++++ RECORDS FOR THIS TASK
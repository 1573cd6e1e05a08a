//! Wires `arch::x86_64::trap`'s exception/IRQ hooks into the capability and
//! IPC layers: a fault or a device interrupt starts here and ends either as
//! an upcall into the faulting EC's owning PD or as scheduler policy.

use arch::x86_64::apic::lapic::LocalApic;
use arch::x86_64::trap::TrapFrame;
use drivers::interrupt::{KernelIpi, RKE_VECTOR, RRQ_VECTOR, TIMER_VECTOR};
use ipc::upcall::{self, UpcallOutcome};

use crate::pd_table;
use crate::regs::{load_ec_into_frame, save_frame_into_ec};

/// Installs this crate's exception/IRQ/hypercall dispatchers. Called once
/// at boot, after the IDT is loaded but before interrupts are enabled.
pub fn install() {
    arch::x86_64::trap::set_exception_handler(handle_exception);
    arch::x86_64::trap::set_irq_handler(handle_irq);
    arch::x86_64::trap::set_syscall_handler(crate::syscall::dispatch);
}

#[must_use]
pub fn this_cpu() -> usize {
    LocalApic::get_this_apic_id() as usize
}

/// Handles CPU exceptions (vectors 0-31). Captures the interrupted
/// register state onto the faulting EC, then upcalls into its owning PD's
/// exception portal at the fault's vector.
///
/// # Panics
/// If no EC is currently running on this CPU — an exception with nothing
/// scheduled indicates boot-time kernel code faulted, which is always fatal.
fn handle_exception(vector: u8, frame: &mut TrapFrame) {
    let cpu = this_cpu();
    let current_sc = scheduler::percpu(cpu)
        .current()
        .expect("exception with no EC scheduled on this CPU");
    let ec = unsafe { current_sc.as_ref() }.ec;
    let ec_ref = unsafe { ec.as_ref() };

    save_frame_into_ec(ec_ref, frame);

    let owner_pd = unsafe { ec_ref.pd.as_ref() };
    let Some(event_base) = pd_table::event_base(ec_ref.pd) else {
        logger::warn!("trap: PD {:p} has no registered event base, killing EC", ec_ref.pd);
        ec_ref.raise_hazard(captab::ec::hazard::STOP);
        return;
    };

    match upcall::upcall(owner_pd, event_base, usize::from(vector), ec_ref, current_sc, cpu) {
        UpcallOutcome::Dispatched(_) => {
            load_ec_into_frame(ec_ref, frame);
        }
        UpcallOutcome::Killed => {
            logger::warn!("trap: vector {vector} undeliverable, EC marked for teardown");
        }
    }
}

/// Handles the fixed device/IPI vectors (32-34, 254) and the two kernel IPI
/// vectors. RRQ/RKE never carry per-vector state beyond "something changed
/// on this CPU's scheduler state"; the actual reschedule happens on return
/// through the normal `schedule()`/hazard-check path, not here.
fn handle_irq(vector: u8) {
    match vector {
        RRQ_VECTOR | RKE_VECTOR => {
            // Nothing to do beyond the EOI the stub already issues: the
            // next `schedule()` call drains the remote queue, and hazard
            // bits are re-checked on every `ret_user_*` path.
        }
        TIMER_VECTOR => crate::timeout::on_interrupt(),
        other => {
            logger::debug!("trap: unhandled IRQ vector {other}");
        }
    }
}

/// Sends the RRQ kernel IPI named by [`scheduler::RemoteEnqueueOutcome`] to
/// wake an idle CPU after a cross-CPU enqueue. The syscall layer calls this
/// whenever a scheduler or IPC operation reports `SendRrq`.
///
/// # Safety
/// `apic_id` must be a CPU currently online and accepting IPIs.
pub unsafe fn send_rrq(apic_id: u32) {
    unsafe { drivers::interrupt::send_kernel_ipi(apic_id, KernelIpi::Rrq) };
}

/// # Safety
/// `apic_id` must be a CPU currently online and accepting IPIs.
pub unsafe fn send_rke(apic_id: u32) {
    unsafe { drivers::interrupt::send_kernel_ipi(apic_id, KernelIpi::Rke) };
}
++++++++
=== EXERCISE REQUIREMENTS ===
Above are the records; from them, give again exactly the lines from the one containing "save_frame_into_ec(ec_ref, frame);" to the one containing "already issues: the", both lines included, and nothing more.

=== RESPONSE AREA ===
    save_frame_into_ec(ec_ref, frame);

    let owner_pd = unsafe { ec_ref.pd.as_ref() };
    let Some(event_base) = pd_table::event_base(ec_ref.pd) else {
        logger::warn!("trap: PD {:p} has no registered event base, killing EC", ec_ref.pd);
        ec_ref.raise_hazard(captab::ec::hazard::STOP);
        return;
    };

    match upcall::upcall(owner_pd, event_base, usize::from(vector), ec_ref, current_sc, cpu) {
        UpcallOutcome::Dispatched(_) => {
            load_ec_into_frame(ec_ref, frame);
        }
        UpcallOutcome::Killed => {
            logger::warn!("trap: vector {vector} undeliverable, EC marked for teardown");
        }
    }
}

/// Handles the fixed device/IPI vectors (32-34, 254) and the two kernel IPI
/// vectors. RRQ/RKE never carry per-vector state beyond "something changed
/// on this CPU's scheduler state"; the actual reschedule happens on return
/// through the normal `schedule()`/hazard-check path, not here.
fn handle_irq(vector: u8) {
    match vector {
        RRQ_VECTOR | RKE_VECTOR => {
            // Nothing to do beyond the EOI the stub already issues: the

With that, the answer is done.